_DIRECTIONS:_
Scan the material below for "head", then return each line that contains it.

START GIVEN DATA

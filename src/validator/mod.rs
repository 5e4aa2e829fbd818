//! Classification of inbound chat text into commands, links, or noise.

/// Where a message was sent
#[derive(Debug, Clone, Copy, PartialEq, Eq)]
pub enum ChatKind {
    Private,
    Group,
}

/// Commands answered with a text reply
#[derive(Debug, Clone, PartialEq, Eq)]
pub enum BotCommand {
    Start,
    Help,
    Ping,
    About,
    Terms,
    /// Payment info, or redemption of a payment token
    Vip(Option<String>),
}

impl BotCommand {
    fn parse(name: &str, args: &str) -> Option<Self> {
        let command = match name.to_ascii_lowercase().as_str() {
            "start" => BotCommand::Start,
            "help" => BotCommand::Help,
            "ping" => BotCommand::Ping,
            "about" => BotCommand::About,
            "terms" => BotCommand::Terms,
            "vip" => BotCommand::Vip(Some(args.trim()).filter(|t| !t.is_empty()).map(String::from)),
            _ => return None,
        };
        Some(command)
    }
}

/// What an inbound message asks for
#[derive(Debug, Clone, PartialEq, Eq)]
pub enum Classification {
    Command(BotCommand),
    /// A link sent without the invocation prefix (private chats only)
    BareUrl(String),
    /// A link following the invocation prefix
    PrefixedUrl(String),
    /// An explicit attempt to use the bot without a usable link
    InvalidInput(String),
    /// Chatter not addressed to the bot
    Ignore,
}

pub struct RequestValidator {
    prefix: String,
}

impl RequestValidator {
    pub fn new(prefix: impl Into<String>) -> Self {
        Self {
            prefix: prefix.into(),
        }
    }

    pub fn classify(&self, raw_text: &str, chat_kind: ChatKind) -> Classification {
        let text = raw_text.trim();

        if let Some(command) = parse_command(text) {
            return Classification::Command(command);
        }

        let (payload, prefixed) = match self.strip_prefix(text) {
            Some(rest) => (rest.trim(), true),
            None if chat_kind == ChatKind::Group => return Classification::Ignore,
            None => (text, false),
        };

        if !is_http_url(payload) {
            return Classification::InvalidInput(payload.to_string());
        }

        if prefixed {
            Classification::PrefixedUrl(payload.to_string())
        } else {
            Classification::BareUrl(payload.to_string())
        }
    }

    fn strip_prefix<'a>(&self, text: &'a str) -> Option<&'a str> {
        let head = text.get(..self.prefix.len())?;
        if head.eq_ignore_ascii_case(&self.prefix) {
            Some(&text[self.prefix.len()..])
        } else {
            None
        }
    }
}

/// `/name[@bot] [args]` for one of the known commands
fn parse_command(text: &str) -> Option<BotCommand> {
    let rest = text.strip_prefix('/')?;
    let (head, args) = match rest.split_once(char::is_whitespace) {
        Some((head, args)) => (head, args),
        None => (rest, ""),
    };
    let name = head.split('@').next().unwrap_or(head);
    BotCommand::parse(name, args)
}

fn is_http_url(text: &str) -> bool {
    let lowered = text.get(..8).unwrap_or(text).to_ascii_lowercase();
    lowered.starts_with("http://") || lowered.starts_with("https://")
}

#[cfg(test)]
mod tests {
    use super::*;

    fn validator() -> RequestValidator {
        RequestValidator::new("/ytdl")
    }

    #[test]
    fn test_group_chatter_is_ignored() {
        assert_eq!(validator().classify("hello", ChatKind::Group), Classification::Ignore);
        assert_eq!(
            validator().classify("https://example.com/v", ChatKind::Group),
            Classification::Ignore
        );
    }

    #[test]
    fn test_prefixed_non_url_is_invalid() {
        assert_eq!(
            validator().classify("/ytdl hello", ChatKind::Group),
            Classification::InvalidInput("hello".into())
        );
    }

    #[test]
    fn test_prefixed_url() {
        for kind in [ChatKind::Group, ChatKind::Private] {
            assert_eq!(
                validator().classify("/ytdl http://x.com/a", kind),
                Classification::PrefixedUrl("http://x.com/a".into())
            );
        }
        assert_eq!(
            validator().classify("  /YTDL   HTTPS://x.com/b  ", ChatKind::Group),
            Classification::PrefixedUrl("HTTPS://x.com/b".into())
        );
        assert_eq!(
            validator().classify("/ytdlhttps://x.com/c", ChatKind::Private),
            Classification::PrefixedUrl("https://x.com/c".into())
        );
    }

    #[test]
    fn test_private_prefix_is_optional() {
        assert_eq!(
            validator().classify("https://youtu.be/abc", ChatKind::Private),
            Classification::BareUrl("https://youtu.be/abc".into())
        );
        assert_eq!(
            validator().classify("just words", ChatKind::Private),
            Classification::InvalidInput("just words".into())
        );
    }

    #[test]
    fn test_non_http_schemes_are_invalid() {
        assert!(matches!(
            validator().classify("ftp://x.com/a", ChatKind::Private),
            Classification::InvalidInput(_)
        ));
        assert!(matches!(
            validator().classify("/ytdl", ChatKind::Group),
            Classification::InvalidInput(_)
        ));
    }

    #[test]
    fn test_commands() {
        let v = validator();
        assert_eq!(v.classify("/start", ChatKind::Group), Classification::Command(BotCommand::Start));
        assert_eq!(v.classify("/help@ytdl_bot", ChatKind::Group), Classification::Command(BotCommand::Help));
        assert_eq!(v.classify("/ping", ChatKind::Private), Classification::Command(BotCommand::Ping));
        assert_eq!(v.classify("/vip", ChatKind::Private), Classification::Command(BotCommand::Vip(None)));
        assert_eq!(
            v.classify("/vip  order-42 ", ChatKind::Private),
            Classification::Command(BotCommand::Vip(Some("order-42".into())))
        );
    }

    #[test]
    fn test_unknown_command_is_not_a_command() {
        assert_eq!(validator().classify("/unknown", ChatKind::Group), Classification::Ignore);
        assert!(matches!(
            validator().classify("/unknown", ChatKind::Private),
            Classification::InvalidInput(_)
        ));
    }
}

END GIVEN DATA
START GIVEN DATA

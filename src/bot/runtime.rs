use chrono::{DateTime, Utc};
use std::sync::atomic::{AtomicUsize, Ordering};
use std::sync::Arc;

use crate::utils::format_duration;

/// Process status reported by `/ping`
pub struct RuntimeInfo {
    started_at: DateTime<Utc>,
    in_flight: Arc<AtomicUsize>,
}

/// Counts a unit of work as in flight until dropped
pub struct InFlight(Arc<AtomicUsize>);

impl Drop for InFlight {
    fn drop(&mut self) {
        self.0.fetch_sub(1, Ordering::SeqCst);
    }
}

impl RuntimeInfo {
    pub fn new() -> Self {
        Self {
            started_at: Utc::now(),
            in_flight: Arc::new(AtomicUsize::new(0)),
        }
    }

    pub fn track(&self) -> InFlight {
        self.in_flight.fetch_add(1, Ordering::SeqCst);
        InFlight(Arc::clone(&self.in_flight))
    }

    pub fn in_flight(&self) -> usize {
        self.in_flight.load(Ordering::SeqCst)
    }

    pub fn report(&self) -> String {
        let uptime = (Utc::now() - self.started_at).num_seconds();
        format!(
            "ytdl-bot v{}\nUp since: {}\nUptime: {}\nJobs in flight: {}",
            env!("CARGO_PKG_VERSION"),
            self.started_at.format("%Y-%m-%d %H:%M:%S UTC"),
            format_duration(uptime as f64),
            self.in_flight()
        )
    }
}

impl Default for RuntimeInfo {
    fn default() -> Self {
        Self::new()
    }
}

END GIVEN DATA
START GIVEN DATA

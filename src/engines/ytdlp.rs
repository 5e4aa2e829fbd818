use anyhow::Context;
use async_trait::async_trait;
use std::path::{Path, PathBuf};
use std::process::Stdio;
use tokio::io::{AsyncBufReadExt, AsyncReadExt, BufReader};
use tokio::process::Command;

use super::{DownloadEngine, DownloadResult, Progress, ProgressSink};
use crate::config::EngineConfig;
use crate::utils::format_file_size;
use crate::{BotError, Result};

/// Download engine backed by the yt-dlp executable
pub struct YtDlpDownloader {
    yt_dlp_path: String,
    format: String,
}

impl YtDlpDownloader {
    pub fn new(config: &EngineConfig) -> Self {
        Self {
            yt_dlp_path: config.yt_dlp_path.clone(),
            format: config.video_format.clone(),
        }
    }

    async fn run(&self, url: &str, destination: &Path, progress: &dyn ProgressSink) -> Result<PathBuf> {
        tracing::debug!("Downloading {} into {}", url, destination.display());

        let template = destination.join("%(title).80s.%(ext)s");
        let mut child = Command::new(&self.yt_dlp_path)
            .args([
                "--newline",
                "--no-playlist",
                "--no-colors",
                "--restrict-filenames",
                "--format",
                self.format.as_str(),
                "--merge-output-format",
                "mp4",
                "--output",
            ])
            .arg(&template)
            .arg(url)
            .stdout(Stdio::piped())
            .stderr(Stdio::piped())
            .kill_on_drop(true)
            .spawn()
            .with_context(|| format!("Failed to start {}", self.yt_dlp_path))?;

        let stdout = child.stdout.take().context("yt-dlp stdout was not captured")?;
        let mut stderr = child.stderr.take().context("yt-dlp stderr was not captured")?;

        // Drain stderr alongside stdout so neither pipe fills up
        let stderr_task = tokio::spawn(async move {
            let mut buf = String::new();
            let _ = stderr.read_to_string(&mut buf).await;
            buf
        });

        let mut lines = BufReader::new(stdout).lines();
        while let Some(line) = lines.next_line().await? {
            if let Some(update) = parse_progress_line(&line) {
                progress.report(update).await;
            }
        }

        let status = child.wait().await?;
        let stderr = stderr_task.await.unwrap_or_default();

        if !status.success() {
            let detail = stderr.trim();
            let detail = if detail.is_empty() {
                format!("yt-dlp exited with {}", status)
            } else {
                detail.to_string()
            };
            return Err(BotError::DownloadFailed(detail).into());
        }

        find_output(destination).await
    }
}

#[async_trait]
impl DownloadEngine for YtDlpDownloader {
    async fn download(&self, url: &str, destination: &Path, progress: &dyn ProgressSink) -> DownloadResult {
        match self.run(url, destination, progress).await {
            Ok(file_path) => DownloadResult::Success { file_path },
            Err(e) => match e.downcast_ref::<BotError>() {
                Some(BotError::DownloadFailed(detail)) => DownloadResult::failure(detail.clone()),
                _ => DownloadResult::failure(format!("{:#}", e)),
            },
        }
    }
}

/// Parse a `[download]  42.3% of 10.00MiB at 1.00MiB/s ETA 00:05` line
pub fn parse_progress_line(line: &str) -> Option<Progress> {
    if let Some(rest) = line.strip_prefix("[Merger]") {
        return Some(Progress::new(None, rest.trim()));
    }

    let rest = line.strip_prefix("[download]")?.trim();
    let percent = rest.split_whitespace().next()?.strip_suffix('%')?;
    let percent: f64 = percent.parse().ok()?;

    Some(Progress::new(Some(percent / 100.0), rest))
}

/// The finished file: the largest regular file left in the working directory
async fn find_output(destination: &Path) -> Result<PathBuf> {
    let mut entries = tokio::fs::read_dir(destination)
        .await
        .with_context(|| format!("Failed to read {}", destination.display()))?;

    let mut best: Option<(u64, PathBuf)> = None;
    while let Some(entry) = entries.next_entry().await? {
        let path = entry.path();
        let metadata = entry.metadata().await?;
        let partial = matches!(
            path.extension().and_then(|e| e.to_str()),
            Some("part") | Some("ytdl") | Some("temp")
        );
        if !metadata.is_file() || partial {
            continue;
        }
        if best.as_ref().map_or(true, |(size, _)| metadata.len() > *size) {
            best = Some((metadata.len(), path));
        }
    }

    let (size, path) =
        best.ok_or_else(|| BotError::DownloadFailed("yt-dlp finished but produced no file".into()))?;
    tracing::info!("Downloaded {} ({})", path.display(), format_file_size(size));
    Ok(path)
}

END GIVEN DATA

_FINISHED TASK:_
        let head = text.get(..self.prefix.len())?;
        if head.eq_ignore_ascii_case(&self.prefix) {
    let (head, args) = match rest.split_once(char::is_whitespace) {
        Some((head, args)) => (head, args),
    let name = head.split('@').next().unwrap_or(head);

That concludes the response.